In the months leading up to the 2018 Pride Parade, the various groups and individuals that make up RPC discovered that they shared concerns beyond the dissolution of the Resistance Contingent and proceeded to formulate demands to decrease corporate and police presence in the Parade as well as the policing of the Parade. These demands included the opposition of Giuliani-era interlocking barricades and the outrageous NYPD-imposed wrist band requirement for marching—also imposed on the Puerto Rican Day Parade—which curtail the freedom of assembly and protest. The RPC demands also underscored that Heritage of Pride are partners with the NYPD as opposed to advocates for the community against the NYPD’s oppression.
In April 2018, I went with a small posse representing assorted groups within RPC (including a bedazzling drag queen of the Order of the Sisters of Perpetual Indulgence and a comrade sporting a rubber unicorn head) delivered these written demands regarding reforms to the Pride Parade to the director of Heritage of Pride, the NYPD Police Commissioner, and the Mayor’s office. These demands were largely ignored, but while Heritage of Pride allowed the Resistance Contingent to march again as a contingent, RPC members emerged determined to create an alternate People’s Protest March for the 50th Anniversary of Stonewall.
Queer Caucus members remained central to the organizing effort.In addition to the weekly general meetings, weekly meetings of the various RPC committees—Media, Outreach, Coordination, Accessibility, and Logistics—quickly emerged. Other core RPC coalition groups beyond the Queer Caucus included ACT UP and former ACT UP members, Queers Against Israeli Apartheid, People’s Power Assemblies, Rise and Resist, the Radical Faeries, and Gays Against Guns. Housing Works was vital and acted as RPC’s fiscal sponsor free of charge.

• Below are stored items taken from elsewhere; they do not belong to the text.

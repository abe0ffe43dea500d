//! Recursive-descent parser producing the program AST.
//!
//! One function per grammar production: program, variable declarations,
//! procedure/function declarations, compound statement, statement,
//! expression, simple expression, term, factor. Operator precedence is
//! encoded structurally (`simple_expr` wraps `term` wraps `factor`), and a
//! statement-position identifier is disambiguated by one token of lookahead
//! after it is consumed: `:=` makes it an assignment target, `(` a call
//! with arguments, anything else a bare procedure call.
//!
//! The parser performs no recovery; the first grammar error aborts the
//! whole parse with the offending location and lookahead text.

use crate::ast::{
  BinaryOp, Expr, ExprKind, Parameter, ProcFuncHeading, Program, Routine, Stmt, VarDecl,
};
use crate::error::{CompileError, CompileResult};
use crate::tokenizer::{LitValue, Token, TokenKind, describe_token};
use crate::ty::ExprType;

/// Parse a token stream into a program.
pub fn parse(tokens: Vec<Token>, source: &str) -> CompileResult<Program> {
  let mut stream = TokenStream::new(tokens, source);

  stream.expect(TokenKind::Program)?;
  let (name, _) = stream.get_ident()?;
  stream.expect(TokenKind::Semicolon)?;

  let globals = if stream.check(TokenKind::Var) {
    parse_var_decls(&mut stream)?
  } else {
    Vec::new()
  };

  let mut routines = Vec::new();
  while stream.check(TokenKind::Function) || stream.check(TokenKind::Procedure) {
    routines.push(parse_routine(&mut stream)?);
  }

  let body = parse_compound(&mut stream)?;
  stream.expect(TokenKind::Period)?;
  stream.expect(TokenKind::Eof)?;

  Ok(Program {
    name,
    globals,
    routines,
    body,
  })
}

/// `var` followed by one or more `name {, name} : type ;` groups.
fn parse_var_decls(stream: &mut TokenStream) -> CompileResult<Vec<VarDecl>> {
  stream.expect(TokenKind::Var)?;
  let mut decls = Vec::new();

  loop {
    let mut names = vec![stream.get_ident()?];
    while stream.at(TokenKind::Comma) {
      names.push(stream.get_ident()?);
    }
    stream.expect(TokenKind::Colon)?;
    let ty = parse_type_name(stream)?;
    stream.expect(TokenKind::Semicolon)?;
    for (name, loc) in names {
      decls.push(VarDecl { name, ty, loc });
    }

    if !stream.check(TokenKind::Ident) {
      break;
    }
  }

  Ok(decls)
}

/// Type names are predefined identifiers, not reserved words.
fn parse_type_name(stream: &mut TokenStream) -> CompileResult<ExprType> {
  let (name, loc) = stream.get_ident()?;
  match name.as_str() {
    "integer" => Ok(ExprType::Integer),
    "real" => Ok(ExprType::Real),
    "string" => Ok(ExprType::Str),
    other => Err(CompileError::parse(
      stream.source,
      loc,
      format!("expected a type name, but got \"{other}\""),
    )),
  }
}

fn parse_routine(stream: &mut TokenStream) -> CompileResult<Routine> {
  let is_function = stream.at(TokenKind::Function);
  if !is_function {
    stream.expect(TokenKind::Procedure)?;
  }
  let (name, loc) = stream.get_ident()?;

  let params = if stream.at(TokenKind::LParen) {
    parse_params(stream)?
  } else {
    Vec::new()
  };

  let return_type = if is_function {
    stream.expect(TokenKind::Colon)?;
    let type_loc = stream.loc();
    let ty = parse_type_name(stream)?;
    if ty == ExprType::Str {
      // String results would need caller-provided buffers; rejected instead
      // of silently miscompiled.
      return Err(CompileError::unsupported(
        stream.source,
        type_loc,
        "a function cannot return a string",
      ));
    }
    Some(ty)
  } else {
    None
  };

  stream.expect(TokenKind::Semicolon)?;

  let locals = if stream.check(TokenKind::Var) {
    parse_var_decls(stream)?
  } else {
    Vec::new()
  };

  let body = parse_compound(stream)?;
  stream.expect(TokenKind::Semicolon)?;

  Ok(Routine {
    heading: ProcFuncHeading {
      name,
      params,
      return_type,
    },
    locals,
    body,
    loc,
  })
}

/// `["var"] name ":" type {";" ["var"] name ":" type}` up to the closing paren.
fn parse_params(stream: &mut TokenStream) -> CompileResult<Vec<Parameter>> {
  let mut params = Vec::new();

  loop {
    let by_ref = stream.at(TokenKind::Var);
    let (name, _) = stream.get_ident()?;
    stream.expect(TokenKind::Colon)?;
    let ty = parse_type_name(stream)?;
    params.push(Parameter { name, ty, by_ref });

    if !stream.at(TokenKind::Semicolon) {
      break;
    }
  }

  stream.expect(TokenKind::RParen)?;
  Ok(params)
}

fn parse_compound(stream: &mut TokenStream) -> CompileResult<Stmt> {
  stream.expect(TokenKind::Begin)?;
  let mut body = vec![parse_statement(stream)?];
  while stream.at(TokenKind::Semicolon) {
    body.push(parse_statement(stream)?);
  }
  stream.expect(TokenKind::End)?;
  Ok(Stmt::Compound { body })
}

With the help of individual donations and institutional grants and in accordance to its vision and ideology, RPC was able to cover the costs of the march and rally without accepting any corporate funds. Also essential were the pro bono services of RPC’s attorney, former NYCLU head and civil rights attorney Norman Siegel, who, with others on the police negotiation team, negotiated with the NYPD for six months, securing the Queer Liberation March’s incredibly symbolic route (largely a retraced path of the 1970 GLF-organized Christopher Street Gay Liberation March ending in Sheep’s Meadow). Since Sheep’s Meadow is no longer available for public events, Siegel and members of the logistics committee endured six months of negotiations with the highly regulatory Central Park Conservancy to secure the Great Lawn for the Queer Liberation March rally.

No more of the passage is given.